By default, there are no primary keys. A primary key can be specified using the –P option for a single field (e.g., column) or a combination of fields. The primary key information is then retained and does not need to be re-specified on subsequent imports.

When importing, an index will be built for the primary key (or combination). Duplicates matching the primary key are eliminated. The pre-existing entry is marked as dirty and the new entry is inserted to replace it (ie., update on duplicate). For example, if the primary key is country and state, then the second data entry below will replace the first entry:

Country,State,Pop
United States,Oregon,1500000
United States,Oregon,2000000

Example: Import a CSV file and index for primary key combination country and state.

java epipog –i input.txt –S country:string32,state:string32,pop:integer –P country,state

By default, a linked list is used as the indexing method. The –I option is used to specify alternate indexing methods. Note: While –I binary option is accepted for a binary tree index, it was not implemented in v1.02 Note: The linked list index uses the java hash() function to hash the index strings. Collisions though are not handled in v1.02.

Select

The –s option is used to select one or more (or all) fields in a search from a data store.

Example: Select the country and state from a collection named cities.

java epipog –s country,state –C cities

Example: select all fields from a collection named cities.

java epipog –s “*” –C cities

Sort (Order By)

The –o option is used to sort the results from a select.

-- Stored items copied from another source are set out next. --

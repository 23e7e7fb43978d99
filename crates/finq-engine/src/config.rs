//! Configuration for the query engine

use crate::error::{EngineError, Result};
use crate::memory::{DEFAULT_CAPACITY, DEFAULT_MAX_CONVERSATIONS};
use finq_utils::{env_list, env_parse, env_var};
use serde::{Deserialize, Serialize};
use std::time::Duration;

/// Circuit breaker thresholds, applied to every provider
#[derive(Debug, Clone, Copy, PartialEq, Serialize, Deserialize)]
pub struct BreakerConfig {
    /// Consecutive failures that open the circuit
    pub failure_threshold: u32,
    /// Time an open circuit waits before letting trial calls through
    pub cooldown: Duration,
    /// Trial calls allowed while half-open
    pub half_open_trials: u32,
}

impl Default for BreakerConfig {
    fn default() -> Self {
        Self {
            failure_threshold: 3,
            cooldown: Duration::from_secs(30),
            half_open_trials: 1,
        }
    }
}

/// Exponential backoff for rate-limited providers
#[derive(Debug, Clone, Copy, PartialEq, Serialize, Deserialize)]
pub struct BackoffConfig {
    /// Delay before the first retry
    pub base_delay: Duration,
    /// Upper bound for a single delay
    pub max_delay: Duration,
    /// Growth factor per attempt
    pub multiplier: f64,
    /// Retries of the same provider before falling through
    pub max_retries: u32,
    /// Random spread applied to each delay, as a fraction (0.2 = ±20%)
    pub jitter: f64,
}

impl Default for BackoffConfig {
    fn default() -> Self {
        Self {
            base_delay: Duration::from_millis(250),
            max_delay: Duration::from_secs(4),
            multiplier: 2.0,
            max_retries: 2,
            jitter: 0.2,
        }
    }
}

/// Default model candidates, best first
pub const DEFAULT_MODELS: &[&str] = &[
    "openai/gpt-4o-mini",
    "openai/gpt-4o",
    "openai/gpt-3.5-turbo",
];

/// Configuration for the query engine
#[derive(Debug, Clone, Serialize, Deserialize)]
pub struct EngineConfig {
    /// Circuit breaker thresholds
    pub breaker: BreakerConfig,

    /// Backoff for rate-limited data providers
    pub backoff: BackoffConfig,

    /// Per-call timeout for data providers
    pub provider_timeout: Duration,

    /// Per-call timeout for model completions
    pub llm_timeout: Duration,

    /// Concurrent enrichment jobs
    pub cascade_pool_size: usize,

    /// Tickers kept per query
    pub max_tickers: usize,

    /// Turns kept in conversation memory, at most five
    pub memory_capacity: usize,

    /// Conversations kept before the least recently used is evicted
    pub max_conversations: usize,

    /// Memory turns included in a prompt
    pub memory_turns_in_prompt: usize,

    /// Upper bound of system + user prompt, in characters
    pub prompt_max_chars: usize,

    /// Model candidates as `provider/model`, best first
    pub models: Vec<String>,

    /// Sampling temperature
    pub temperature: f32,

    /// Completion token budget
    pub max_tokens: usize,

    /// Longest acceptable answer, in characters
    pub max_response_chars: usize,

    /// Agent loop step limit
    pub agent_max_steps: usize,

    /// Route queries through the agent loop
    pub agent_mode: bool,

    /// Daily move (percent) that triggers an alert
    pub alert_threshold_pct: f64,

    /// Headlines fetched per news job
    pub news_max_results: usize,

    /// Finnhub API key
    pub finnhub_api_key: Option<String>,

    /// FRED API key
    pub fred_api_key: Option<String>,

    /// Brave Search API key
    pub brave_api_key: Option<String>,
}

impl Default for EngineConfig {
    fn default() -> Self {
        Self {
            breaker: BreakerConfig::default(),
            backoff: BackoffConfig::default(),
            provider_timeout: Duration::from_secs(8),
            llm_timeout: Duration::from_secs(45),
            cascade_pool_size: 4,
            max_tickers: 5,
            memory_capacity: DEFAULT_CAPACITY,
            max_conversations: DEFAULT_MAX_CONVERSATIONS,
            memory_turns_in_prompt: 4,
            prompt_max_chars: 12_000,
            models: DEFAULT_MODELS.iter().map(ToString::to_string).collect(),
            temperature: 0.1,
            max_tokens: 4000,
            max_response_chars: 8000,
            agent_max_steps: 6,
            agent_mode: false,
            alert_threshold_pct: 5.0,
            news_max_results: 5,
            finnhub_api_key: None,
            fred_api_key: None,
            brave_api_key: None,
        }
    }
}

Example: Select the country and state from a collection named cities and alphabetically sort by state.

java epipog –s country,state –C cities –o state

By default, sorting is done using a insertion sort algorithm. The –O option can be used to select alternate sorting algorithms:

-O insert	(insertion sort)
-O quick	(quick sort)

Note: while the command line syntax supports it, verison v1.02 does not support subgroup sorting (ie., first sort by field1 and then within field1 sort by field2).

Filter (Where)

The –f option is used to specify a filter (where) clause on a select. One or more filters can be specified as fieldvalue pairs separated by a comma. The following operators are supported:

=	(equal)
!=	(not equal)
>	(greater than)
<	(less than)
>=	(greater than or equal)
<=	(less than or equal)

Example: Select all entries where the field state is equal to Oregon

select –s “city,postal” –f state=Oregon –C cities

Storage

By default, the collections are stored as a single monolithic file. The –S option can be used to specify other file storage methods:

-S single	(single monolithic file)
-S multi		(multi-files: sharding)

Note: In version v1.02 only single monolithic file storage is supported.